The Central Composite Design (CCD 23, 4 center points, −1.68, −1.0, 0, +1.0, +1.68 levels) was used to optimize the production of biomass and lipids. The materials used were sugarcane molasses (SCM: 66, 80, 100, 120, and 134 g/L), corn steep liquor (CSL: 2, 8, 17, 26, and 32 g/L), and residual yeast cream (RYC: 2.6, 4, 6, 8, and 9.4 g/L) (Table 1).
The following fixed parameters were established for the cultivation process: an inoculum rate of 10%, a culture medium pH of 5.5, a sea salt concentration of 10 g/L, an agitation speed of 120 rpm, and a temperature set at 28 °C. The cultivation occurred in 250 mL flasks, each containing 50 mL of culture medium, and was incubated on a shaker for a duration of 5 days.
The data was analyzed in the software STATISTICA 7 (StatSoft, Hamburg, Germany) using the Pareto charts from ANOVA, observed values vs. predictive values, and response surface methodology (RSM) with a significance of 5%. These studies generated mathematical models for desirability profiling and optimization according to Equation (1).
Y = βo + β1X1 + β2X2 + β3X2 + β4X2 + β5X3 + β6X2

2.3. Bench-Scale Strategies

A pre-inoculum was created in a 250 mL flask with 70 mL of culture broth, formulated with 50 g/L glucose, 5 g/L yeast extract, 2 g/L peptone, and 15 g/L sea salts, adjusted to a pH of 6.0. This flask was incubated in a shaker at 120 rpm and 25 °C for 24 h. Following this, the inoculum was prepared in a 2 L Erlenmeyer flask containing 630 mL of culture medium, which included 50 g/L SCM, 10 g/L CSL, 2 g/L RYC, and 10 g/L sea salts, also with a pH of 6.0. To this 2 L flask, 70 mL of the pre-inoculum (10%) was added, and the mixture was incubated at 120 rpm and 28 °C for 48 h, promoting optimal growth.
The submerged batch strategies were developed on a bench scale in a 10 L stirred-tank bioreactor (STBR, New Brunswick Scientific BioFlo® 115 Fermentor, Eppendorf, Hamburg, Germany) with 7 L working volume (30% headspace).
The batch media was 6.3 L containing 90 g/L SCM, 25 g/L CSL, 15 g/L RYC, 10 g/L sea salts, and 2 g/L MSG. The initial pH was adjusted to 5.5–6.0 with KOH 5 M. The bioreactor vessel was sterilized at 121 °C and 1 atm for 30 min.
The inoculum rate was 10% (700 mL). Then, 45 g/L sugarcane molasses was fed to the bioreactor when the concentration of reducing sugars dropped to less than 20 g/L. The bioprocess was controlled at 28 °C, the aeration rate at 0.5–1.0 vvm, and the agitation speed at 200–600 rpm to maintain a 30% dissolved oxygen (DO) for 120 h. The addition of Nitrofoam anti-foaming H10 effectively mitigated foam generation.

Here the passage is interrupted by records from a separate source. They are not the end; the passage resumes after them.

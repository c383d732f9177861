//! Queue message and stream event types
//!
//! A stream entry is a flat field map. One field carries the message body,
//! one carries the receive count, and every other field is a string
//! attribute of the message.

use crate::error::StreamError;
use crate::registry::{MessageKey, StreamJob};
use chrono::{DateTime, Utc};
use serde::Serialize;
use std::collections::{BTreeMap, HashMap};

/// Body plus string attributes, the unit producers publish and consumers receive
#[derive(Debug, Clone, PartialEq, Eq, Serialize)]
pub struct QueueMessage {
    pub body: String,
    pub attributes: BTreeMap<String, String>,
}

impl QueueMessage {
    pub fn new(body: impl Into<String>) -> Self {
        Self {
            body: body.into(),
            attributes: BTreeMap::new(),
        }
    }

    pub fn with_attribute(mut self, key: impl Into<String>, value: impl Into<String>) -> Self {
        self.attributes.insert(key.into(), value.into());
        self
    }

    pub fn attribute(&self, key: &str) -> Option<&str> {
        self.attributes.get(key).map(String::as_str)
    }

    /// Entry fields for XADD. `receive_count` is only written when known.
    pub fn to_fields(&self, receive_count: Option<u32>) -> Vec<(String, String)> {
        let mut fields = Vec::with_capacity(self.attributes.len() + 2);
        fields.push((MessageKey::Body.to_string(), self.body.clone()));
        if let Some(count) = receive_count {
            fields.push((MessageKey::ReceiveCount.to_string(), count.to_string()));
        }
        for (key, value) in &self.attributes {
            fields.push((key.clone(), value.clone()));
        }
        fields
    }

    /// Rebuild a message from entry fields, returning it with its receive count.
    ///
    /// A missing receive count means first delivery. Keys in `skip` are
    /// dropped instead of becoming attributes.
    pub fn from_fields(
        fields: &BTreeMap<String, String>,
        skip: &[String],
    ) -> Result<(Self, u32), StreamError> {
        let body_key = MessageKey::Body.to_string();
        let count_key = MessageKey::ReceiveCount.to_string();

        let body = fields
            .get(&body_key)
            .ok_or_else(|| StreamError::Decode(format!("missing '{}' field", body_key)))?
            .clone();

        let receive_count = match fields.get(&count_key) {
            Some(raw) => raw.parse::<u32>().map_err(|e| {
                StreamError::Decode(format!("invalid '{}' value {:?}: {}", count_key, raw, e))
            })?,
            None => 1,
        };

        let attributes = fields
            .iter()
            .filter(|(k, _)| **k != body_key && **k != count_key && !skip.contains(k))
            .map(|(k, v)| (k.clone(), v.clone()))
            .collect();

        Ok((Self { body, attributes }, receive_count.max(1)))
    }
}

/// Flatten a redis field map into strings, dropping values that are not text
pub fn fields_from_map(map: &HashMap<String, redis::Value>) -> BTreeMap<String, String> {
    map.iter()
        .filter_map(|(k, v)| value_as_string(v).map(|s| (k.clone(), s)))
        .collect()
}

pub(crate) fn value_as_string(value: &redis::Value) -> Option<String> {
    match value {
        redis::Value::BulkString(bytes) => Some(String::from_utf8_lossy(bytes).into_owned()),
        redis::Value::SimpleString(s) => Some(s.clone()),
        redis::Value::Int(i) => Some(i.to_string()),
        _ => None,
    }
}

/// A decoded job together with its stream metadata
#[derive(Debug, Clone)]
pub struct StreamEvent<J: StreamJob> {
    /// Redis stream entry ID (e.g. "1234567890123-0")
    pub stream_id: String,
    pub job: J,
    pub message: QueueMessage,
    /// When the entry was added, from the stream ID
    pub timestamp: DateTime<Utc>,
    /// Deliveries so far, including this one
    pub delivery_count: u32,
}

impl<J: StreamJob> StreamEvent<J> {
    /// Decode an entry into an event
    pub fn decode(stream_id: String, fields: &BTreeMap<String, String>) -> Result<Self, StreamError> {
        let (message, delivery_count) = QueueMessage::from_fields(fields, &[])?;
        let job = J::from_message(&message)?;
        let timestamp = parse_timestamp(&stream_id);

        Ok(Self {
            stream_id,
            job,
            message,
            timestamp,
            delivery_count,
        })
    }

    pub fn job_id(&self) -> String {
        self.job.job_id()
    }

    pub fn is_redelivery(&self) -> bool {
        self.delivery_count > 1
    }

    pub fn age_ms(&self) -> i64 {
        (Utc::now() - self.timestamp).num_milliseconds()
    }
}

/// Stream IDs are "timestamp_ms-sequence"
fn parse_timestamp(stream_id: &str) -> DateTime<Utc> {
    stream_id
        .split('-')
        .next()
        .and_then(|ts| ts.parse::<i64>().ok())
        .and_then(DateTime::from_timestamp_millis)
        .unwrap_or_else(Utc::now)
}

#[cfg(test)]
mod tests {
    use super::*;

    #[derive(Debug, Clone)]
    struct Echo(String);

    impl StreamJob for Echo {
        fn job_id(&self) -> String {
            self.0.clone()
        }

        fn to_message(&self) -> QueueMessage {
            QueueMessage::new(&self.0)
        }

        fn from_message(message: &QueueMessage) -> Result<Self, StreamError> {
            Ok(Echo(message.body.clone()))
        }
    }

    fn fields(pairs: &[(&str, &str)]) -> BTreeMap<String, String> {
        pairs.iter().map(|(k, v)| (k.to_string(), v.to_string())).collect()
    }

    #[test]
    fn test_to_fields_layout() {
        let message = QueueMessage::new("spotify:track:abc").with_attribute("channelId", "42");

        assert_eq!(
            message.to_fields(None),
            vec![
                ("body".to_string(), "spotify:track:abc".to_string()),
                ("channelId".to_string(), "42".to_string()),
            ]
        );
        assert!(message.to_fields(Some(2)).contains(&("receiveCount".to_string(), "2".to_string())));
    }

    #[test]
    fn test_from_fields_defaults_receive_count() {
        let (message, count) =
            QueueMessage::from_fields(&fields(&[("body", "b"), ("channelId", "42")]), &[]).unwrap();

        assert_eq!(count, 1);
        assert_eq!(message.body, "b");
        assert_eq!(message.attribute("channelId"), Some("42"));
        assert!(message.attribute("receiveCount").is_none());
    }

    #[test]
    fn test_from_fields_skips_keys() {
        let (message, count) = QueueMessage::from_fields(
            &fields(&[("body", "b"), ("receiveCount", "3"), ("error", "boom")]),
            &["error".to_string()],
        )
        .unwrap();

        assert_eq!(count, 3);
        assert!(message.attributes.is_empty());
    }

    #[test]
    fn test_from_fields_rejects_missing_body() {
        let err = QueueMessage::from_fields(&fields(&[("channelId", "42")]), &[]).unwrap_err();
        assert!(matches!(err, StreamError::Decode(_)));
    }

    #[test]
    fn test_from_fields_rejects_bad_count() {
        let err =
            QueueMessage::from_fields(&fields(&[("body", "b"), ("receiveCount", "many")]), &[])
                .unwrap_err();
        assert!(err.to_string().contains("receiveCount"));
    }

    #[test]
    fn test_decode_event() {
        let event: StreamEvent<Echo> = StreamEvent::decode(
            "1700000000000-0".to_string(),
            &fields(&[("body", "hello"), ("receiveCount", "2")]),
        )
        .unwrap();

        assert_eq!(event.job_id(), "hello");
        assert!(event.is_redelivery());
        assert_eq!(event.timestamp.timestamp_millis(), 1_700_000_000_000);
    }

    #[test]
    fn test_fields_from_map_keeps_text_values() {
        let mut map = HashMap::new();
        map.insert("body".to_string(), redis::Value::BulkString(b"x".to_vec()));
        map.insert("receiveCount".to_string(), redis::Value::Int(2));
        map.insert("junk".to_string(), redis::Value::Nil);

        let flat = fields_from_map(&map);
        assert_eq!(flat.get("body").map(String::as_str), Some("x"));
        assert_eq!(flat.get("receiveCount").map(String::as_str), Some("2"));
        assert!(!flat.contains_key("junk"));
    }
}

2.4. Kinetic Studies of Bioprocess

Every 12 h, 15 mL samples of the culture broth were extracted from the bioreactor and subjected to centrifugation at 5000 rpm for 10 min. The biomass, represented as dry cell weight, was measured by drying the samples in an oven at 105 °C until they reached a constant weight.
The consumption of reducing sugars (substrate utilization) was assessed using the previously adapted DNS method (3,5-dinitrosalicylic acid) [13]. Then, 100 µL of the supernatant was diluted in 900 µL of distilled water. The assay was performed in 2 mL microtubes, where 25 µL of the diluted supernatant and 25 µL of the DNS reagent were added. The microtubes were boiled at 100 °C for 5 min. Then, the microtubes were cooled in an ice bath and 330 µL of distilled water was added. Aliquots of 300 µL were transferred in a 96-well transparent microplate with a flat bottom, and absorbance was measured at 540 nm in a microplate spectrophotometer reader (Synergy™ HTX, BioTek Instruments, Winooski, VT, USA).
The results were plotted for studies of batch growth kinetics as described in Equations (2)–(17) in Table 2.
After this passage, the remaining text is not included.